El pasado martes 28 de julio de 2026, la ciudad de El Aaiún fue testigo de un importante encuentro entre el consejero político de la Embajada de Estados Unidos en Marruecos y representantes del movimiento Saharauis por la Paz. Este encuentro se enmarca en una nueva ronda de contactos bilaterales que tienen como objetivo abordar la compleja situación del Sáhara Occidental, un territorio que ha estado en conflicto durante décadas. La reunión se llevó a cabo en la residencia de Mohamed Lemine Nafa, un destacado miembro de la Comisión Política Permanente de la organización, y reunió a varios líderes del movimiento, quienes presentaron su visión sobre la resolución del conflicto y los avances realizados durante los últimos seis años.
Durante la reunión, los representantes de Saharauis por la Paz expusieron detalladamente los hitos significativos de su trayectoria como movimiento pacifista. Destacaron la importancia de ser incluidos en el proceso de negociaciones promovido por las Naciones Unidas, argumentando que su organización representa una voz legítima y comprometida con la búsqueda de soluciones pacíficas. El diálogo incluyó un intercambio de opiniones sobre la situación actual del expediente del Sáhara Occidental, donde los líderes saharauis enfatizaron que cualquier esfuerzo de negociación debe involucrar a todas las facciones y actores relevantes de la sociedad saharaui.

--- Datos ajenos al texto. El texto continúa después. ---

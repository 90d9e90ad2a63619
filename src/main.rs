//! Screen Translator - live on-screen text translation overlay
//!
//! Captures the screen, recognizes text regions and draws translations made
//! by a locally hosted language model over the original text.

mod capture;
mod config;
mod hotkey;
mod overlay;
mod pipeline;
mod service;
mod storage;
mod translate;
mod vision;

use anyhow::{Context, Result};
use clap::Parser;
use crossbeam_channel::Receiver;
use std::path::PathBuf;
use std::sync::atomic::{AtomicBool, Ordering};
use std::sync::Arc;
use std::time::Duration;
use tokio::io::{AsyncBufReadExt, BufReader};
use tracing::{error, info, warn};
use tracing_subscriber::{EnvFilter, FmtSubscriber};

use crate::capture::{list_monitors, CaptureGrant, CaptureTarget};
use crate::config::AppConfig;
use crate::hotkey::HotkeyManager;
use crate::overlay::{LogSurface, OverlayCommand, OverlayHandle, TranslationOverlay};
use crate::pipeline::{AdmissionPolicy, BalloonTexts};
use crate::service::{ServiceConfig, ServiceParts, StartRequest, TranslatorService};
use crate::translate::{ModelSpec, OllamaEngine};
use crate::vision::TesseractRecognizer;

/// Screen Translator - on-screen text translation overlay
#[derive(Parser, Debug)]
#[command(name = "screen-translator")]
#[command(about = "Translates on-screen text with a local language model")]
struct Args {
    /// Monitor index to capture (0 = first monitor)
    #[arg(short, long)]
    monitor: Option<usize>,

    /// List available monitors and exit
    #[arg(long)]
    list_monitors: bool,

    /// Replay image files from a directory instead of capturing a monitor
    #[arg(long, value_name = "DIR")]
    replay: Option<PathBuf>,

    /// Log overlay contents instead of opening an overlay window
    #[arg(long)]
    headless: bool,

    /// Translate every frame that finds the pipeline idle
    #[arg(long)]
    continuous: bool,

    /// Model name known to the inference server
    #[arg(long)]
    model: Option<String>,

    /// Model version label
    #[arg(long, requires = "model")]
    model_version: Option<String>,

    /// Local path of imported model weights
    #[arg(long, requires = "model")]
    model_path: Option<PathBuf>,

    /// Target language, overriding the stored preference
    #[arg(long)]
    target_language: Option<String>,

    /// Consent to capturing the selected screen
    #[arg(long)]
    consent: bool,

    /// Write the effective configuration to the config directory and exit
    #[arg(long)]
    save_config: bool,
}

fn main() -> Result<()> {
    // Initialize logging
    let filter = EnvFilter::try_from_default_env().unwrap_or_else(|_| EnvFilter::new("info"));
    let subscriber = FmtSubscriber::builder().with_env_filter(filter).finish();
    tracing::subscriber::set_global_default(subscriber)?;

    let args = Args::parse();

    if args.list_monitors {
        println!("Available monitors:");
        let monitors = list_monitors().context("Failed to enumerate monitors")?;
        if monitors.is_empty() {
            println!("  No monitors detected");
        }
        for monitor in &monitors {
            println!(
                "  [{}] {} - {}x{}{}",
                monitor.index,
                monitor.name,
                monitor.width,
                monitor.height,
                if monitor.is_primary { " (primary)" } else { "" }
            );
        }
        return Ok(());
    }

    info!("Screen Translator starting...");

    let config_dir = storage::get_config_dir().ok();
    let config = match &config_dir {
        Some(dir) => config::load_or_default(dir)?,
        None => {
            warn!("No configuration directory, using defaults");
            AppConfig::default()
        }
    };

    if args.save_config {
        let dir = config_dir.context("No configuration directory")?;
        let path = dir.join(config::CONFIG_FILE_NAME);
        config::save_config(&config, &path)?;
        println!("Configuration written to {}", path.display());
        return Ok(());
    }

    let target_language = args
        .target_language
        .clone()
        .or_else(|| config.general.target_language.clone())
        .unwrap_or_else(|| match &config_dir {
            Some(dir) => storage::load_target_language(&dir.join(storage::PREFERENCES_FILE_NAME)),
            None => translate::DEFAULT_TARGET_LANGUAGE.to_string(),
        });
    info!("Translating to {}", target_language);

    let target = match &args.replay {
        Some(dir) => CaptureTarget::Replay(dir.clone()),
        None => CaptureTarget::Monitor(args.monitor.unwrap_or(config.capture.monitor)),
    };
    let origin = match &target {
        CaptureTarget::Monitor(index) if !args.headless => monitor_origin(*index),
        _ => (0, 0),
    };
    let grant = if args.consent {
        CaptureGrant::approved(format!("cli:{:?}", target))
    } else {
        CaptureGrant::denied()
    };
    let model = selected_model(&args, &config);
    let policy = if args.continuous {
        AdmissionPolicy::Continuous
    } else {
        config.capture.policy
    };

    let runtime = tokio::runtime::Builder::new_multi_thread()
        .enable_all()
        .thread_name("translator")
        .build()?;
    let _guard = runtime.enter();

    let recognizer = TesseractRecognizer::new(&config.vision);
    match runtime.block_on(recognizer.probe()) {
        Ok(version) => info!("Using {}", version),
        Err(e) => warn!("Text recognition will fail: {}", e),
    }
    let engine = OllamaEngine::new(&config.translation)?;
    let (overlay, commands) = OverlayHandle::channel();

    let mut service = TranslatorService::new(
        ServiceConfig {
            capture: config.capture.source_config(target),
            policy,
            target_language,
            translation_timeout: Duration::from_millis(config.translation.timeout_ms),
            shutdown_timeout: config.service.shutdown_timeout(),
            texts: BalloonTexts {
                pending: config.overlay.pending_text.clone(),
                error: config.overlay.error_text.clone(),
            },
        },
        ServiceParts {
            recognizer: Arc::new(recognizer),
            engine: Arc::new(engine),
            overlay,
        },
    );
    service
        .start(StartRequest { grant, model })
        .context("Failed to start translation")?;

    if args.headless {
        run_headless(&runtime, service, commands, policy);
    } else {
        run_overlay(&runtime, service, commands, config, origin)?;
    }

    info!("Screen Translator shutdown complete");
    Ok(())
}

/// Desktop position of a monitor, the primary origin when unknown
fn monitor_origin(index: usize) -> (i32, i32) {
    match list_monitors() {
        Ok(monitors) => monitors
            .iter()
            .find(|m| m.index == index)
            .map(|m| (m.x, m.y))
            .unwrap_or((0, 0)),
        Err(e) => {
            warn!("Failed to locate monitor {}: {}", index, e);
            (0, 0)
        }
    }
}

/// Model from the command line, then from the configuration
fn selected_model(args: &Args, config: &AppConfig) -> Option<ModelSpec> {
    if let Some(name) = &args.model {
        let mut model = ModelSpec::new(name.clone());
        if let Some(version) = &args.model_version {
            model.version = version.clone();
        }
        if let Some(path) = &args.model_path {
            model.size_bytes = std::fs::metadata(path).map(|m| m.len()).unwrap_or(0);
            model.path = Some(path.clone());
            model.imported = true;
        }
        return Some(model);
    }
    config.translation.default_model.clone().map(ModelSpec::new)
}

/// Log overlay contents; each line on stdin requests a capture
fn run_headless(
    runtime: &tokio::runtime::Runtime,
    mut service: TranslatorService,
    commands: Receiver<OverlayCommand>,
    policy: AdmissionPolicy,
) {
    info!("Running headless");
    let surface = LogSurface::spawn(commands);
    if policy == AdmissionPolicy::OnDemand {
        info!("Press Enter to capture and translate, Ctrl+C to quit");
    }

    runtime.block_on(async {
        let mut lines = BufReader::new(tokio::io::stdin()).lines();
        let mut stdin_open = true;
        loop {
            tokio::select! {
                _ = tokio::signal::ctrl_c() => break,
                line = lines.next_line(), if stdin_open => match line {
                    Ok(Some(_)) => {
                        if let Err(e) = service.capture_now() {
                            warn!("Capture request ignored: {}", e);
                        } else if let Some(state) = service.model_state() {
                            info!("Capture requested (pipeline {}, model {})", service.stage(), state);
                        }
                    }
                    Ok(None) => stdin_open = false,
                    Err(e) => {
                        warn!("Failed to read stdin: {}", e);
                        stdin_open = false;
                    }
                },
            }
        }
        if let Some(stats) = service.pipeline_stats() {
            info!(
                "{} frame(s) admitted, {} dropped while busy, {} buffer failure(s)",
                stats.admitted, stats.dropped_busy, stats.buffer_failures
            );
        }
        service.stop().await;
    });

    // Dropping the service closes the overlay channel.
    drop(service);
    if let Some(board) = surface.join() {
        info!("{} balloon(s) on screen at exit", board.len());
    }
}

/// Run the overlay window on the main thread until Ctrl+C
fn run_overlay(
    runtime: &tokio::runtime::Runtime,
    mut service: TranslatorService,
    commands: Receiver<OverlayCommand>,
    config: AppConfig,
    origin: (i32, i32),
) -> Result<()> {
    let hotkeys = match config.overlay.capture_hotkey.as_deref() {
        Some(hotkey) => match HotkeyManager::new(service.capture_request()) {
            Ok(mut manager) => match manager.register_capture_hotkey(hotkey) {
                Ok(()) => Some(manager),
                Err(e) => {
                    error!("Capture hotkey unavailable: {}", e);
                    None
                }
            },
            Err(e) => {
                error!("Failed to initialize hotkeys: {}", e);
                None
            }
        },
        None => None,
    };

    let shutdown = Arc::new(AtomicBool::new(false));
    let stopped = shutdown.clone();
    runtime.spawn(async move {
        if let Err(e) = tokio::signal::ctrl_c().await {
            error!("Failed to listen for Ctrl+C: {}", e);
            return;
        }
        service.stop().await;
        stopped.store(true, Ordering::Relaxed);
    });

    TranslationOverlay::new(commands, config.overlay, hotkeys, shutdown)
        .with_origin(origin.0, origin.1)
        .run()
}
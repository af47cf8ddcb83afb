//! Raw connection stream
//!
//! This module implements the plaintext/TLS stream used for both the
//! host-facing and device-facing side of a session, including the in-place
//! secure upgrades performed after the connection is already carrying traffic.

use std::io;
use std::pin::Pin;
use std::task::{Context, Poll};

use log::debug;
use tokio::io::{AsyncRead, AsyncWrite, ReadBuf};
use tokio::net::TcpStream;
use tokio_openssl::SslStream;

use crate::common::{ProxyError, Result};
use crate::tls::{session_ssl, PairRecord, SslRole};

use super::SecureChannel;

/// One endpoint of a proxied connection
///
/// Starts out as plaintext TCP; a full secure upgrade replaces the variant
/// with a TLS session over the same socket.
pub enum Stream {
    /// Plaintext TCP
    Tcp(TcpStream),
    /// TLS session established by a full secure upgrade
    Ssl(SslStream<TcpStream>),
}

impl Stream {
    fn name(&self) -> &'static str {
        match self {
            Stream::Tcp(_) => "tcp",
            Stream::Ssl(_) => "ssl",
        }
    }
}

impl std::fmt::Debug for Stream {
    fn fmt(&self, f: &mut std::fmt::Formatter<'_>) -> std::fmt::Result {
        write!(f, "Stream({})", self.name())
    }
}

impl AsyncRead for Stream {
    fn poll_read(
        self: Pin<&mut Self>,
        cx: &mut Context<'_>,
        buf: &mut ReadBuf<'_>,
    ) -> Poll<io::Result<()>> {
        match self.get_mut() {
            Stream::Tcp(s) => Pin::new(s).poll_read(cx, buf),
            Stream::Ssl(s) => Pin::new(s).poll_read(cx, buf),
        }
    }
}

impl AsyncWrite for Stream {
    fn poll_write(
        self: Pin<&mut Self>,
        cx: &mut Context<'_>,
        buf: &[u8],
    ) -> Poll<io::Result<usize>> {
        match self.get_mut() {
            Stream::Tcp(s) => Pin::new(s).poll_write(cx, buf),
            Stream::Ssl(s) => Pin::new(s).poll_write(cx, buf),
        }
    }

    fn poll_flush(self: Pin<&mut Self>, cx: &mut Context<'_>) -> Poll<io::Result<()>> {
        match self.get_mut() {
            Stream::Tcp(s) => Pin::new(s).poll_flush(cx),
            Stream::Ssl(s) => Pin::new(s).poll_flush(cx),
        }
    }

    fn poll_shutdown(self: Pin<&mut Self>, cx: &mut Context<'_>) -> Poll<io::Result<()>> {
        match self.get_mut() {
            Stream::Tcp(s) => Pin::new(s).poll_shutdown(cx),
            Stream::Ssl(s) => Pin::new(s).poll_shutdown(cx),
        }
    }
}

/// Run the prepared handshake on a stream borrowed for its duration.
///
/// The TLS wrapper is discarded afterwards, so the peer must not send
/// application data before its own handshake side completes; anything the
/// wrapper buffered past the handshake would be lost.
async fn handshake_only(tcp: &mut TcpStream, pair_record: &PairRecord, role: SslRole) -> Result<()> {
    let ssl = session_ssl(pair_record, role)?;
    let mut shake = SslStream::new(ssl, tcp)?;

    Pin::new(&mut shake)
        .do_handshake()
        .await
        .map_err(|e| ProxyError::Handshake(e.to_string()))?;

    debug!("Handshake-only upgrade complete ({:?} role), reverting to plaintext", role);
    Ok(())
}

/// Run the prepared handshake and keep the TLS session for all further traffic.
async fn full_upgrade(tcp: TcpStream, pair_record: &PairRecord, role: SslRole) -> Result<Stream> {
    let ssl = session_ssl(pair_record, role)?;
    let mut stream = SslStream::new(ssl, tcp)?;

    Pin::new(&mut stream)
        .do_handshake()
        .await
        .map_err(|e| ProxyError::Handshake(e.to_string()))?;

    debug!("Full secure upgrade complete ({:?} role)", role);
    Ok(Stream::Ssl(stream))
}

impl SecureChannel for Stream {
    async fn into_secure_client(self, pair_record: &PairRecord) -> Result<Self> {
        match self {
            Stream::Tcp(tcp) => full_upgrade(tcp, pair_record, SslRole::Client).await,
            Stream::Ssl(_) => Err(ProxyError::Handshake(
                "connection is already secured".to_string(),
            )),
        }
    }

    async fn into_secure_server(self, pair_record: &PairRecord) -> Result<Self> {
        match self {
            Stream::Tcp(tcp) => full_upgrade(tcp, pair_record, SslRole::Server).await,
            Stream::Ssl(_) => Err(ProxyError::Handshake(
                "connection is already secured".to_string(),
            )),
        }
    }

    async fn handshake_only_client(&mut self, pair_record: &PairRecord) -> Result<()> {
        match self {
            Stream::Tcp(tcp) => handshake_only(tcp, pair_record, SslRole::Client).await,
            Stream::Ssl(_) => Err(ProxyError::Handshake(
                "connection is already secured".to_string(),
            )),
        }
    }

    async fn handshake_only_server(&mut self, pair_record: &PairRecord) -> Result<()> {
        match self {
            Stream::Tcp(tcp) => handshake_only(tcp, pair_record, SslRole::Server).await,
            Stream::Ssl(_) => Err(ProxyError::Handshake(
                "connection is already secured".to_string(),
            )),
        }
    }
}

El consejero político de la Embajada estadounidense, por su parte, hizo hincapié en el firme interés de Estados Unidos por contribuir a la resolución del conflicto en el Sáhara Occidental. En su intervención, subrayó el rechazo de Washington a la perpetuación del statu quo, al tiempo que reafirmó el apoyo de su país a iniciativas que busquen revitalizar el proceso político hacia una solución duradera. Esta postura resuena con la creciente preocupación por la estabilidad en la región, y refleja un compromiso continuo por parte de Estados Unidos de mediar en el conflicto.
El diplomático estadounidense valoró altamente la labor de Saharauis por la Paz, describiéndolo como un actor esencial en la búsqueda de alternativas negociadas para el Sáhara Occidental. Su reconocimiento a la organización se basa en la necesidad de fomentar la estabilidad y la seguridad regional, aspectos que ayudarían a avanzar hacia una solución diplomática. Al hacerlo, el consejero político dejó clara la intención de su país de favorecer un espacio de diálogo entre las diversas corrientes saharauis, en un intento por superar la confrontación histórica que ha dificultado previamente el proceso de paz.
Este encuentro forma parte de una serie de contactos que Estados Unidos ha venido llevando a cabo con el movimiento Saharauis por la Paz, después de que representantes de la organización se reunieran en Nueva York con embajadores permanentes de Estados Unidos, Francia y Reino Unido ante la ONU. Este tipo de diálogo se produce con el fondo de una próxima sesión del Consejo de Seguridad, dedicada a examinar la implementación de la Resolución 2797, que cuenta con un amplio consenso internacional hacia la búsqueda de una solución política y pacífica para la cuestión del Sáhara Occidental.